Enzim Cytochrome P450 mengkatalisis oksidasi acetaminophen ke metabolit
reaktif NAPQI. Kontribusi pasti dari isoform CYP tertentu terhadap bioaktifasi
APAP bervariasi dan tergantung pada konsentrasi obat. Dalam mikrosom hati
manusia, CYP2E1 dan CYP1A2 pertama kali dilaporkan untuk mengubah dosis
tinggi APAP ke NAPQI. Penelitian selanjutnya, menggabungkan protein manusia
yang dimurnikan atau mikrosom hati manusia dengan inhibitor spesifik
mengkonfirmasi peran CYP2E1 dalam bioaktivasi tingkat beracun APAP, tetapi
juga melaporkan keterlibatan CYP2A6. Studi dengan relawan manusia yang sehat
pra-diobati dengan inhibitor CYP2E1, disulfiram, lebih lanjut mengkonfirmasi
peran CYP2E1 dalam oksidasi APAP. Dengan menggunakan mikrosom hati
manusia dan CYP2D6 rekombinan manusia, enzim ini telah dilaporkan untuk
mengoksidasi hanya dosis APAP beracun yang sangat tinggi, ketika konsentrasi
APAP plasma mencapai 2 mM. Peran CYP3A4 dalam metabolisme APAP
kontroversial, dengan temuan mulai dari tidak ada kontribusi signifikan untuk
memainkan peran utama dalam oksidasi APAP. Studi dengan enzim CYP
rekombinan manusia dan percobaan dengan CYP3A4 manusia yang dinyatakan
dalam garis sel hepatoma menunjukkan keterlibatan utama CYP3A4 dalam
oksidasi APAP. Sebaliknya, inkubasi mikrosom hati manusia dengan inhibitor
CYP3A4, troleandomycin dan dosis terapi APAP mengurangi pembentukan
NAPQI sebesar 10%; pada dosis toksik, oksidasi APAP berkurang hanya sebesar
5%. Studi manusia in vivo lebih lanjut menunjukkan bahwa kontribusi CYP3A4
terhadap metabolisme oksidatif acetaminophen dapat diabaikan. Sukarelawan
sehat dengan predator CYP3A4, rifampin, menunjukkan perubahan signifikan
dalam pembersihan plasma APAP atau pembentukan NAPQI. Secara bersama-
sama, penelitian in vitro dan in vivo manusia menunjukkan bahwa CYP3A4
memainkan peran kecil dalam bioaktivasi APAP dosis rendah. Selain isoform
CYP450, enzim lain mungkin berkontribusi terhadap oksidasi acetaminophen.

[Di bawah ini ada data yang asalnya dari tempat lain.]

#[async_trait]
impl TutorCapability for GeminiTutor {
    async fn assessment_questions(
        &self,
        history: &[AssessmentRecord],
    ) -> Result<Vec<Question>, TutorError> {
        let weakness_hint = history
            .last()
            .filter(|record| !record.weaknesses.is_empty())
            .map(|record| {
                format!(
                    " The user has previously shown weaknesses in: {}. Test these areas while still covering a general range of topics.",
                    record.weaknesses.join(", ")
                )
            })
            .unwrap_or_default();
        let prompt = format!(
            "You are an English proficiency assessment tool. Generate an 8-question \
             multiple-choice test covering vocabulary, reading comprehension, and \
             grammar, spanning primary-school to university difficulty.{weakness_hint} \
             Vary the question formats. Respond with a JSON array."
        );
        let questions: Vec<Question> = self.call_json(prompt, question_array_schema()).await?;
        if questions.is_empty() {
            return Err(TutorError::Empty);
        }
        Ok(questions)
    }

    async fn assessment_from_context(
        &self,
        context: &str,
        level: UserLevel,
    ) -> Result<Vec<Question>, TutorError> {
        let prompt = format!(
            "Based on the following text, generate a 5-question multiple-choice \
             assessment for a user at the \"{level}\" level, testing vocabulary \
             from the text, comprehension of its main ideas, and one grammatical \
             structure it uses. Text: \"\"\"{context}\"\"\". Respond in JSON."
        );
        let questions: Vec<Question> = self.call_json(prompt, question_array_schema()).await?;
        if questions.is_empty() {
            return Err(TutorError::Empty);
        }
        Ok(questions)
    }

    async fn analyze_assessment(
        &self,
        answers: &BTreeMap<usize, String>,
    ) -> Result<AssessmentAnalysis, TutorError> {
        let prompt = format!(
            "Analyze these answers to an English proficiency test. Determine the \
             user's level ('Beginner', 'Intermediate', 'Advanced' or 'Proficient'), \
             their strengths and weaknesses, and 3 concrete recommendations. \
             Answers: {}. Respond in JSON.",
            serde_json::to_string(answers).unwrap_or_default()
        );
        let schema = json!({
            "type": "OBJECT",
            "properties": {
                "level": {"type": "STRING", "enum": ["Beginner", "Intermediate", "Advanced", "Proficient"]},
                "strengths": {"type": "ARRAY", "items": {"type": "STRING"}},
                "weaknesses": {"type": "ARRAY", "items": {"type": "STRING"}},
                "recommendations": {"type": "ARRAY", "items": {"type": "STRING"}}
            },
            "required": ["level", "strengths", "weaknesses", "recommendations"]
        });
        self.call_json(prompt, schema).await
    }

    async fn quiz_questions(
        &self,
        topic: &str,
        level: UserLevel,
    ) -> Result<Vec<Question>, TutorError> {
        let prompt = format!(
            "Generate a 5-question multiple-choice quiz about \"{topic}\" for an \
             English learner at the \"{level}\" level. Each question has 4 \
             options and exactly one correct answer. Respond with a JSON array."
        );
        let questions: Vec<Question> = self.call_json(prompt, question_array_schema()).await?;
        if questions.is_empty() {
            return Err(TutorError::Empty);
        }
        Ok(questions)
    }

    async fn vocabulary_from_context(
        &self,
        context: &str,
        level: UserLevel,
    ) -> Result<Vec<SuggestedWord>, TutorError> {
        let prompt = format!(
            "From the provided text, identify 3-5 vocabulary words appropriate for \
             an English learner at the \"{level}\" level. For each, give a simple \
             definition and the sentence from the text where it appears. \
             Text: \"\"\"{context}\"\"\". Respond in JSON."
        );
        let schema = json!({"type": "ARRAY", "items": word_schema()});
        self.call_json(prompt, schema).await
    }

    async fn spelling_word(&self, level: UserLevel) -> Result<SpellingWord, TutorError> {
        let prompt = format!(
            "Provide a single, moderately challenging English word for a spelling \
             challenge at the \"{level}\" level. Avoid very simple words. Include \
             its definition and an example sentence. Respond in JSON."
        );
        let word: SpellingWord = self.call_json(prompt, word_schema()).await?;
        if word.word.is_empty() {
            return Err(TutorError::Empty);
        }
        Ok(word)
    }

    async fn chat_reply(
        &self,
        history: &[ChatTurn],
        profile: &LearningProfile,
    ) -> Result<ChatReply, TutorError> {
        let persona = &profile.profile.persona;
        let interest_hint = if persona.interests.is_empty() {
            String::new()
        } else {
            format!(
                " The user is interested in {}; work these topics in naturally.",
                persona.interests.join(", ")
            )
        };
        let transcript = history
            .iter()
            .map(|turn| {
                format!(
                    "{}: {}",
                    match turn.role {
                        crate::types::ChatRole::User => "user",
                        crate::types::ChatRole::Model => "tutor",
                    },
                    turn.text()
                )
            })
            .collect::<Vec<_>>()
            .join("\n");
        let prompt = format!(
            "You are an AI English tutor named Alex helping a student at the \
             \"{}\" level practice through conversation.{interest_hint} Below is \
             the conversation so far; reply to the last user message \
             conversationally, and also analyze that message for grammar, \
             spelling or style errors. Respond ONLY with a JSON object with keys \
             \"response\" (your reply) and \"corrections\" (array of \
             {{error, correction, explanation}}; empty if there are none).\n\n{transcript}",
            profile.profile.level
        );
        let schema = json!({
            "type": "OBJECT",
            "properties": {
                "response": {"type": "STRING"},
                "corrections": {
                    "type": "ARRAY",
                    "items": {
                        "type": "OBJECT",
                        "properties": {
                            "error": {"type": "STRING"},
                            "correction": {"type": "STRING"},
                            "explanation": {"type": "STRING"}
                        },
                        "required": ["error", "correction", "explanation"]
                    }
                }
            },
            "required": ["response", "corrections"]
        });
        self.call_json(prompt, schema).await
    }

    async fn memory_cards(
        &self,
        recent_errors: &[GrammarSlip],
        recent_vocab: &[VocabularyWord],
    ) -> Result<Vec<MemoryCard>, TutorError> {
        let errors: Vec<Value> = recent_errors
            .iter()
            .map(|e| json!({"error": e.error, "correction": e.correction, "explanation": e.explanation}))
            .collect();
        let vocab: Vec<Value> = recent_vocab
            .iter()
            .map(|v| json!({"word": v.word, "definition": v.definition}))
            .collect();
        let prompt = format!(
            "Create 5 fill-in-the-blank challenge cards from a user's recent \
             grammar mistakes and learned vocabulary. For grammar, write a \
             sentence that tempts the user into their specific mistake and ask \
             for the correct word or phrase. For vocabulary, write a sentence \
             with the learned word missing and give the definition as a clue. \
             Each card has a category ('Grammar' or 'Vocabulary'), the challenge \
             sentence with a blank, the single-word answer, and a brief hint. \
             Recent errors: {}. Recent vocab: {}. Respond in JSON.",
            serde_json::to_string(&errors).unwrap_or_default(),
            serde_json::to_string(&vocab).unwrap_or_default()
        );
        let schema = json!({
            "type": "ARRAY",
            "items": {
                "type": "OBJECT",
                "properties": {
                    "category": {"type": "STRING", "enum": ["Grammar", "Vocabulary"]},
                    "challenge": {"type": "STRING"},
                    "answer": {"type": "STRING"},
                    "hint": {"type": "STRING"}
                },
                "required": ["category", "challenge", "answer", "hint"]
            }
        });
        self.call_json(prompt, schema).await
    }

    async fn refresh_persona(
        &self,
        profile: &LearningProfile,
    ) -> Result<PersonaUpdate, TutorError> {
        let recent_chat: Vec<&str> = profile
            .chat_history
            .iter()
            .rev()
            .take(10)
            .map(|turn| turn.text())
            .collect();
        let recent_errors: Vec<&str> = profile
            .grammar_errors
            .iter()
            .rev()
            .take(5)
            .map(|e| e.error.as_str())
            .collect();
        let recent_vocab: Vec<&str> = profile
            .vocabulary
            .iter()
            .rev()
            .take(5)
            .map(|v| v.word.as_str())
            .collect();
        let recent_topics: Vec<&str> = profile
            .quiz_history
            .iter()
            .rev()
            .take(3)
            .map(|q| q.topic.as_str())
            .collect();
        let prompt = format!(
            "You are an AI learning coach. From the data below, refine the user's \
             persona (at most 5 key interests plus a concise one-sentence summary) \
             and generate 3 personalized, actionable recommendations that connect \
             the app's features to the user's interests and weaknesses. \
             Level: {}. Known interests: {}. Recent chat: {:?}. Recent grammar \
             errors: {:?}. Recent vocabulary: {:?}. Recent quiz topics: {:?}. \
             Respond with a single JSON object.",
            profile.profile.level,
            if profile.profile.persona.interests.is_empty() {
                "none yet".to_string()
            } else {
                profile.profile.persona.interests.join(", ")
            },
            recent_chat,
            recent_errors,
            recent_vocab,
            recent_topics,
        );
        let schema = json!({
            "type": "OBJECT",
            "properties": {
                "persona": {
                    "type": "OBJECT",
                    "properties": {
                        "interests": {"type": "ARRAY", "items": {"type": "STRING"}},
                        "summary": {"type": "STRING"}
                    },
                    "required": ["interests", "summary"]
                },
                "recommendations": {"type": "ARRAY", "items": {"type": "STRING"}}
            },
            "required": ["persona", "recommendations"]
        });
        self.call_json(prompt, schema).await
    }

    async fn learning_plan(&self, profile: &LearningProfile) -> Result<Vec<PlanSeed>, TutorError> {
        let weaknesses = profile
            .assessment_history
            .last()
            .map(|record| record.weaknesses.join(", "))
            .unwrap_or_else(|| "unknown".into());
        let prompt = format!(
            "You are an AI learning coach. Generate a personalized learning plan \
             of 5 actionable items for a \"{}\"-level English learner. Each item \
             has \"type\" ('quiz', 'spelling' or 'chat_topic'), \"title\" (for \
             'spelling' the word itself) and \"description\" (for 'spelling' the \
             definition). Recent assessment weaknesses: {}. Recent quiz \
             performance: {}. Respond with a JSON array.",
            profile.profile.level,
            weaknesses,
            serde_json::to_string(
                &profile.quiz_history.iter().rev().take(3).collect::<Vec<_>>()
            )
            .unwrap_or_default(),
        );
        let schema = json!({
            "type": "ARRAY",
            "items": {
                "type": "OBJECT",
                "properties": {
                    "type": {"type": "STRING", "enum": ["quiz", "spelling", "chat_topic"]},
                    "title": {"type": "STRING"},
                    "description": {"type": "STRING"}
                },
                "required": ["type", "title", "description"]
            }
        });
        self.call_json(prompt, schema).await
    }

    async fn extract_text(&self, mime: &str, data: &[u8]) -> Result<String, TutorError> {
        let encoded = base64::engine::general_purpose::STANDARD.encode(data);
        let parts = vec![
            json!({"text": "Extract all English text from the image."}),
            json!({"inlineData": {"mimeType": mime, "data": encoded}}),
        ];
        let text = self.call(parts, None).await?;
        Ok(text)
    }
}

Percobaan in vitro telah menunjukkan pembentukan metabolit reaktif NAPQI dan
N-acetyl-p-benzosemiquinone imine (NAPSQI) oleh prostaglandin H 2 synthases
(PTGS). Jalur tambahan ini disarankan menjadi sekunder dan ditemukan di
jaringan dengan aktivitas sitokrom P450 yang lebih rendah, seperti ginjal. Perlu
dicatat, bagaimanapun, bahwa pengamatan ini dibuat menggunakan mikrosom
hewan dan dengan demikian relevansi mereka dengan metabolisme asetaminofen
pada manusia masih perlu diselidiki.
Metabolisme acetaminophen dapat berubah di bawah kondisi yang
mempengaruhi toko glutathione. Obesitas, steatosis hati, kelaparan dan puasa
menyebabkan penurunan GSH dan dapat dianggap sebagai faktor risiko untuk
hepatotoksisitas induksi acetaminophen. Hasil puasa berkepanjangan dalam
pengalihan metabolisme acetaminophen dari glukuronidasi ke jalur oksidasi.
Dalam kondisi puasa, metabolisme hati dihaluskan menuju glukoneogenesis,
membuat lebih sedikit prekursor glukosa yang tersedia untuk glukuronidasi.
Peningkatan oksidasi acetaminophen setelah kelaparan juga disebabkan oleh
induksi CYP450 isoform yang mulai mengkonversi lebih banyak APAP ke
metabolit beracun NAPQI. Puasa dilaporkan meningkatkan hepatotoksisitas
asetaminofen setelah overdosis dan setelah berulang, dosis rendah obat.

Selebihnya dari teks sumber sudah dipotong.